◆ YOUR TASK ◆
What lines in the data hold the string "WireCodec"? Show them.

** DATA FOR REVIEW follows **

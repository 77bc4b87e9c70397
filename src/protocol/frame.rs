//! Frame struct with typed accessors.
//!
//! Represents one complete framed unit of wire data. Payloads use
//! `bytes::Bytes` so a frame can be handed between tasks without copying.

use bytes::Bytes;

use crate::error::Result;

use super::wire_format::{self, FrameKind};

/// A complete protocol frame.
#[derive(Debug, Clone, PartialEq, Eq)]
pub struct Frame {
    /// Request or Response.
    pub kind: FrameKind,
    /// Request slot id this frame belongs to.
    pub id: u8,
    /// Instruction selector byte; present on Request frames only.
    pub instruction: Option<u8>,
    /// Payload bytes.
    pub payload: Bytes,
}

impl Frame {
    /// Create a Request frame.
    pub fn request(id: u8, instruction: u8, payload: impl Into<Bytes>) -> Self {
        Self {
            kind: FrameKind::Request,
            id,
            instruction: Some(instruction),
            payload: payload.into(),
        }
    }

    /// Create a Response frame.
    pub fn response(id: u8, payload: impl Into<Bytes>) -> Self {
        Self {
            kind: FrameKind::Response,
            id,
            instruction: None,
            payload: payload.into(),
        }
    }

    /// Check if this is a Request frame.
    #[inline]
    pub fn is_request(&self) -> bool {
        self.kind == FrameKind::Request
    }

    /// Check if this is a Response frame.
    #[inline]
    pub fn is_response(&self) -> bool {
        self.kind == FrameKind::Response
    }

    /// Get a reference to the payload bytes.
    #[inline]
    pub fn payload(&self) -> &[u8] {
        &self.payload
    }

    /// Get the payload length.
    #[inline]
    pub fn payload_len(&self) -> usize {
        self.payload.len()
    }

    /// Encode this frame into its wire representation.
    ///
    /// # Errors
    ///
    /// `PayloadTooLarge` if the payload exceeds `max_payload`.
    pub fn encode(&self, max_payload: usize) -> Result<Vec<u8>> {
        match self.kind {
            FrameKind::Request => wire_format::encode_request(
                self.id,
                // Request frames are only constructed with an instruction.
                self.instruction.unwrap_or_default(),
                &self.payload,
                max_payload,
            ),
            FrameKind::Response => wire_format::encode_response(self.id, &self.payload, max_payload),
        }
    }
}
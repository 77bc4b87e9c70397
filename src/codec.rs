//! Payload codec - explicit Big Endian numbers on the wire.
//!
//! The peer composes multi-byte integers most-significant-byte first, and
//! this module is the single place that byte order is written down. Every
//! integer, short and bool payload crosses the wire in this format
//! regardless of host word size or endianness; raw native-width
//! reinterpretation is never used.
//!
//! # Example
//!
//! ```
//! use pinwire::codec::{FromPayload, WireCodec};
//! use bytes::Bytes;
//!
//! let bytes = WireCodec::encode_i16(42);
//! assert_eq!(bytes, [0x00, 0x2A]);
//!
//! let value = i16::from_payload(&Bytes::copy_from_slice(&bytes)).unwrap();
//! assert_eq!(value, 42);
//! ```

use bytes::Bytes;

use crate::error::{PinwireError, Result};

/// Big Endian wire codec for numeric payloads.
pub struct WireCodec;

impl WireCodec {
    /// Encode a signed 16-bit value.
    #[inline]
    pub fn encode_i16(value: i16) -> [u8; 2] {
        value.to_be_bytes()
    }

    /// Encode a signed 32-bit value.
    #[inline]
    pub fn encode_i32(value: i32) -> [u8; 4] {
        value.to_be_bytes()
    }

    /// Encode an unsigned 16-bit value.
    #[inline]
    pub fn encode_u16(value: u16) -> [u8; 2] {
        value.to_be_bytes()
    }

    /// Decode a signed 16-bit value.
    pub fn decode_i16(bytes: &[u8]) -> Result<i16> {
        Ok(i16::from_be_bytes(exact(bytes)?))
    }

    /// Decode a signed 32-bit value.
    pub fn decode_i32(bytes: &[u8]) -> Result<i32> {
        Ok(i32::from_be_bytes(exact(bytes)?))
    }

    /// Decode an unsigned 16-bit value.
    pub fn decode_u16(bytes: &[u8]) -> Result<u16> {
        Ok(u16::from_be_bytes(exact(bytes)?))
    }
}

fn exact<const N: usize>(bytes: &[u8]) -> Result<[u8; N]> {
    bytes.try_into().map_err(|_| {
        PinwireError::Decode(format!("expected {N} payload bytes, got {}", bytes.len()))
    })
}

/// Types a response payload can be decoded into.
///
/// This is the `decode` half of a call: the correlator hands the filled
/// slot's bytes to `from_payload` and returns the typed result.
pub trait FromPayload: Sized {
    /// Decode the payload bytes.
    fn from_payload(bytes: &Bytes) -> Result<Self>;
}

/// Acknowledgement-only replies; the payload is ignored.
impl FromPayload for () {
    fn from_payload(_bytes: &Bytes) -> Result<Self> {
        Ok(())
    }
}

impl FromPayload for u8 {
    fn from_payload(bytes: &Bytes) -> Result<Self> {
        let [b] = exact(bytes)?;
        Ok(b)
    }
}

/// One byte; zero is `false`, anything else is `true`.
impl FromPayload for bool {
    fn from_payload(bytes: &Bytes) -> Result<Self> {
        let [b] = exact::<1>(bytes)?;
        Ok(b != 0)
    }
}

impl FromPayload for i16 {
    fn from_payload(bytes: &Bytes) -> Result<Self> {
        WireCodec::decode_i16(bytes)
    }
}

impl FromPayload for u16 {
    fn from_payload(bytes: &Bytes) -> Result<Self> {
        WireCodec::decode_u16(bytes)
    }
}

impl FromPayload for i32 {
    fn from_payload(bytes: &Bytes) -> Result<Self> {
        WireCodec::decode_i32(bytes)
    }
}

/// Raw payload bytes, zero-copy.
impl FromPayload for Bytes {
    fn from_payload(bytes: &Bytes) -> Result<Self> {
        Ok(bytes.clone())
    }
}

/// UTF-8 text payload.
impl FromPayload for String {
    fn from_payload(bytes: &Bytes) -> Result<Self> {
        String::from_utf8(bytes.to_vec())
            .map_err(|e| PinwireError::Decode(format!("invalid UTF-8 payload: {e}")))
    }
}
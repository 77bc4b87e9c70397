//! Host function registry for peer-initiated calls.
//!
//! The peer addresses host functions by a one-byte selector. Selectors
//! map to registered callback capabilities; registration is validated up
//! front so dispatch never meets an unchecked function pointer.

use std::collections::HashMap;

use crate::error::{PinwireError, Result};

/// Callback invoked for a peer-initiated function call.
///
/// Arguments: payload bytes (after the selector), function id, request id.
pub type FunctionCallback = Box<dyn Fn(&[u8], u8, u8) + Send + Sync>;

/// Registry mapping function ids to host callbacks.
#[derive(Default)]
pub struct FunctionRegistry {
    functions: HashMap<u8, FunctionCallback>,
}

impl FunctionRegistry {
    /// Create an empty registry.
    pub fn new() -> Self {
        Self::default()
    }

    /// Register a callback for a function id.
    ///
    /// # Errors
    ///
    /// `FunctionAlreadyRegistered` if the id is taken.
    pub fn register<F>(&mut self, function_id: u8, callback: F) -> Result<()>
    where
        F: Fn(&[u8], u8, u8) + Send + Sync + 'static,
    {
        if self.functions.contains_key(&function_id) {
            return Err(PinwireError::FunctionAlreadyRegistered(function_id));
        }
        self.functions.insert(function_id, Box::new(callback));
        Ok(())
    }

    /// Look up a callback by function id.
    pub fn get(&self, function_id: u8) -> Option<&FunctionCallback> {
        self.functions.get(&function_id)
    }

    /// Number of registered functions.
    pub fn len(&self) -> usize {
        self.functions.len()
    }

    /// Check if no functions are registered.
    pub fn is_empty(&self) -> bool {
        self.functions.is_empty()
    }
}

impl std::fmt::Debug for FunctionRegistry {
    fn fmt(&self, f: &mut std::fmt::Formatter<'_>) -> std::fmt::Result {
        let mut ids: Vec<_> = self.functions.keys().collect();
        ids.sort();
        f.debug_struct("FunctionRegistry").field("ids", &ids).finish()
    }
}
//! Handler module - dispatch of peer-initiated inbound calls.
//!
//! The peer can push Request frames at any time, independent of anything
//! the host has in flight. The dispatcher interprets the instruction byte:
//! a log instruction prints the payload as peer text, a function-call
//! instruction routes to a callback registered in [`FunctionRegistry`].
//! Dispatch failures surface as errors for the listener to log; they are
//! never fatal to the connection.

mod registry;

pub use registry::{FunctionCallback, FunctionRegistry};

use crate::error::{PinwireError, Result};
use crate::protocol::{instructions, Frame};

/// Dispatches decoded inbound Request frames to host-side handlers.
pub struct InboundDispatcher {
    registry: FunctionRegistry,
}

impl InboundDispatcher {
    /// Create a dispatcher over a validated registry.
    pub fn new(registry: FunctionRegistry) -> Self {
        Self { registry }
    }

    /// Handle one peer-initiated Request frame.
    ///
    /// # Errors
    ///
    /// `UnknownInstruction` if the instruction or function id has no
    /// handler, `MalformedFrame` if a function call carries no selector.
    pub fn dispatch(&self, frame: &Frame) -> Result<()> {
        let Some(instruction) = frame.instruction else {
            // Response frames are routed to the pool, not here.
            return Err(PinwireError::MalformedFrame("inbound frame without instruction"));
        };

        match instruction {
            instructions::LOG => {
                let text = String::from_utf8_lossy(&frame.payload);
                tracing::info!(target: "pinwire::peer", "{}", text);
                Ok(())
            }
            instructions::FUNCTION_CALL => self.dispatch_function(frame),
            other => Err(PinwireError::UnknownInstruction(other)),
        }
    }

    fn dispatch_function(&self, frame: &Frame) -> Result<()> {
        let Some((&function_id, payload)) = frame.payload.split_first() else {
            return Err(PinwireError::MalformedFrame("function call without selector byte"));
        };

        match self.registry.get(function_id) {
            Some(callback) => {
                callback(payload, function_id, frame.id);
                Ok(())
            }
            None => Err(PinwireError::UnknownInstruction(function_id)),
        }
    }
}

** End of DATA FOR REVIEW **

◆ EXERCISE ANSWER ◆
//! use pinwire::codec::{FromPayload, WireCodec};
//! let bytes = WireCodec::encode_i16(42);
pub struct WireCodec;
impl WireCodec {
        WireCodec::decode_i16(bytes)
        WireCodec::decode_u16(bytes)
        WireCodec::decode_i32(bytes)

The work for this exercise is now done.